The challenge in designing the courses of the past semester was to quickly convert an analogue communication skills training to an exclusively digital concept. Teaching involved the use of asynchronous and synchronous elements that built on each other and were oriented to the students’ learning needs. Specific communication skills, which are helpful for sharing information with patients, were practiced in role-plays with and without SP illustrated by the examples of discharge interviews and risk communication. The evaluation results revealed that the students perceived the teaching units very positively and confirmed that they were able to improve their communication skills. Most of the responding students evaluated working with the e-learning module also very positively.

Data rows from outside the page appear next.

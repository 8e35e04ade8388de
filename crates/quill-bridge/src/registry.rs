//! Process-wide cache of shared ambient declaration files.
//!
//! Ambient libraries are registered once per process and never change, so
//! every host reports them with the same constant version and the same
//! snapshot instance. The cache is a lazily created singleton handed to hosts
//! as an `Arc`, which lets tests build private registries instead.

use std::collections::HashMap;
use std::sync::{Arc, PoisonError, RwLock};

use once_cell::sync::Lazy;
use tracing::{debug, info};

use crate::errors::PackagingError;
use crate::resources::{LibraryBundle, ResourceSource};
use crate::snapshot::ScriptSnapshot;

/// Version reported for every shared library.
pub const SHARED_DOCUMENT_VERSION: &str = "0";

const REGISTRY_TARGET: &str = "quill::registry";

static GLOBAL_REGISTRY: Lazy<Arc<SharedLibraryRegistry>> =
    Lazy::new(|| Arc::new(SharedLibraryRegistry::new()));

/// Immutable ambient declaration file.
#[derive(Debug)]
pub struct SharedDocument {
    file_name: String,
    resource_path: String,
    snapshot: Arc<ScriptSnapshot>,
}

impl SharedDocument {
    /// File name the engine sees.
    #[must_use]
    pub fn file_name(&self) -> &str {
        &self.file_name
    }

    /// Bundle path the document was read from.
    #[must_use]
    pub fn resource_path(&self) -> &str {
        &self.resource_path
    }

    /// The one snapshot instance for this document.
    #[must_use]
    pub fn snapshot(&self) -> &Arc<ScriptSnapshot> {
        &self.snapshot
    }
}

#[derive(Default)]
struct RegistryState {
    names_by_path: HashMap<String, String>,
    documents: HashMap<String, Arc<SharedDocument>>,
    order: Vec<String>,
}

/// Registry of shared libraries.
#[derive(Default)]
pub struct SharedLibraryRegistry {
    state: RwLock<RegistryState>,
}

impl SharedLibraryRegistry {
    /// Creates an empty, private registry.
    #[must_use]
    pub fn new() -> Self {
        Self::default()
    }

    /// The process-wide registry, created on first use.
    #[must_use]
    pub fn global() -> Arc<Self> {
        Arc::clone(&GLOBAL_REGISTRY)
    }

    /// Registers the resource at `resource_path` and returns its file name.
    ///
    /// Registering a path twice returns the existing name and keeps the first
    /// snapshot. When several callers race on the same path the first insert
    /// wins and later callers observe it.
    pub fn register(
        &self,
        resource_path: &str,
        source: &dyn ResourceSource,
    ) -> Result<String, PackagingError> {
        if let Some(name) = self.read(|state| state.names_by_path.get(resource_path).cloned()) {
            return Ok(name);
        }

        let file_name = derive_file_name(resource_path)?;
        let text = source
            .read(resource_path)
            .map_err(|error| PackagingError::Unreadable {
                path: resource_path.to_owned(),
                source: error,
            })?
            .ok_or_else(|| PackagingError::MissingResource {
                path: resource_path.to_owned(),
            })?;

        let mut state = self.state.write().unwrap_or_else(PoisonError::into_inner);
        if let Some(name) = state.names_by_path.get(resource_path) {
            debug!(
                target: REGISTRY_TARGET,
                path = resource_path,
                "library registered concurrently; keeping first registration"
            );
            return Ok(name.clone());
        }
        if let Some(existing) = state.documents.get(&file_name) {
            return Err(PackagingError::DuplicateFileName {
                file_name,
                existing: existing.resource_path.clone(),
                path: resource_path.to_owned(),
            });
        }

        let document = SharedDocument {
            file_name: file_name.clone(),
            resource_path: resource_path.to_owned(),
            snapshot: ScriptSnapshot::new(text),
        };
        info!(
            target: REGISTRY_TARGET,
            path = resource_path,
            file_name = %file_name,
            bytes = document.snapshot.len(),
            "registered shared library"
        );
        state
            .names_by_path
            .insert(resource_path.to_owned(), file_name.clone());
        state
            .documents
            .insert(file_name.clone(), Arc::new(document));
        state.order.push(file_name.clone());
        Ok(file_name)
    }

    /// Registers every path in `bundle`, in order, stopping at the first
    /// failure.
    pub fn register_bundle(&self, bundle: &LibraryBundle) -> Result<Vec<String>, PackagingError> {
        bundle
            .paths()
            .iter()
            .map(|path| self.register(path, bundle.source()))
            .collect()
    }

    /// Document registered under `file_name`.
    #[must_use]
    pub fn get(&self, file_name: &str) -> Option<Arc<SharedDocument>> {
        self.read(|state| state.documents.get(file_name).cloned())
    }

    /// Snapshot of the document registered under `file_name`.
    #[must_use]
    pub fn snapshot(&self, file_name: &str) -> Option<Arc<ScriptSnapshot>> {
        self.read(|state| {
            state
                .documents
                .get(file_name)
                .map(|document| Arc::clone(&document.snapshot))
        })
    }

    /// Whether `file_name` names a shared library.
    #[must_use]
    pub fn contains(&self, file_name: &str) -> bool {
        self.read(|state| state.documents.contains_key(file_name))
    }

    /// Registered file names in registration order.
    #[must_use]
    pub fn file_names(&self) -> Vec<String> {
        self.read(|state| state.order.clone())
    }

    /// Number of registered documents.
    #[must_use]
    pub fn len(&self) -> usize {
        self.read(|state| state.order.len())
    }

    /// Whether nothing has been registered.
    #[must_use]
    pub fn is_empty(&self) -> bool {
        self.len() == 0
    }

    fn read<T>(&self, reader: impl FnOnce(&RegistryState) -> T) -> T {
        let state = self.state.read().unwrap_or_else(PoisonError::into_inner);
        reader(&state)
    }
}

impl std::fmt::Debug for SharedLibraryRegistry {
    fn fmt(&self, formatter: &mut std::fmt::Formatter<'_>) -> std::fmt::Result {
        formatter
            .debug_struct("SharedLibraryRegistry")
            .field("file_names", &self.file_names())
            .finish()
    }
}

fn derive_file_name(resource_path: &str) -> Result<String, PackagingError> {
    resource_path
        .rsplit(['/', '\\'])
        .next()
        .filter(|name| !name.is_empty())
        .map(str::to_owned)
        .ok_or_else(|| PackagingError::InvalidPath {
            path: resource_path.to_owned(),
        })
}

In the Zoom sessions, the assumed benefit of the discussions with SP was greater than for the Zoom session without SP. Although the group atmosphere in the Zoom meetings was considered by all responding students to be conducive to learning, almost half of them confirmed that using Zoom had significantly impaired the atmosphere. From the perspective of the teachers, the discussion of some specific communication skills was difficult, e.g. body language and eye contact. However, teaching in digital space was more effective than expected. Students appreciated explicitly the participation of the SP at the second Zoom event in the open evaluation comments.

A disadvantage of the new format was that not every student was able to talk to a SP. An advantage was the thorough theoretical preparation by means of e-learning, which would not have taken place in the original analogous concept. The change of the concept was an enormous additional effort for the teachers (adaptation of didactic concepts, development of new worksheets, review of the processed worksheets, and familiarization with Zoom). It remains an open question, how this can be reflected in the calculation of the regular teaching obligations.

5. Conclusions

The new experiences led to a rethinking of old concepts and to an expansion of our didactic repertoire. Digital teaching with regard to communication skills training has its place – if sensibly integrated – especially the asynchronous preparation by means of e-learning. Zoom-meetings offer the possibility to conduct teaching independently of location. Especially in the decentralized clinical phase of studies, this advantage can be used to enable teaching that would otherwise require travel time for students or teachers. The establishment of a supporting group atmosphere as well as the reflection of non-verbal aspects of conversation in digital space, however, requires further consideration.

Competing interests

The authors declare that they have no competing interests.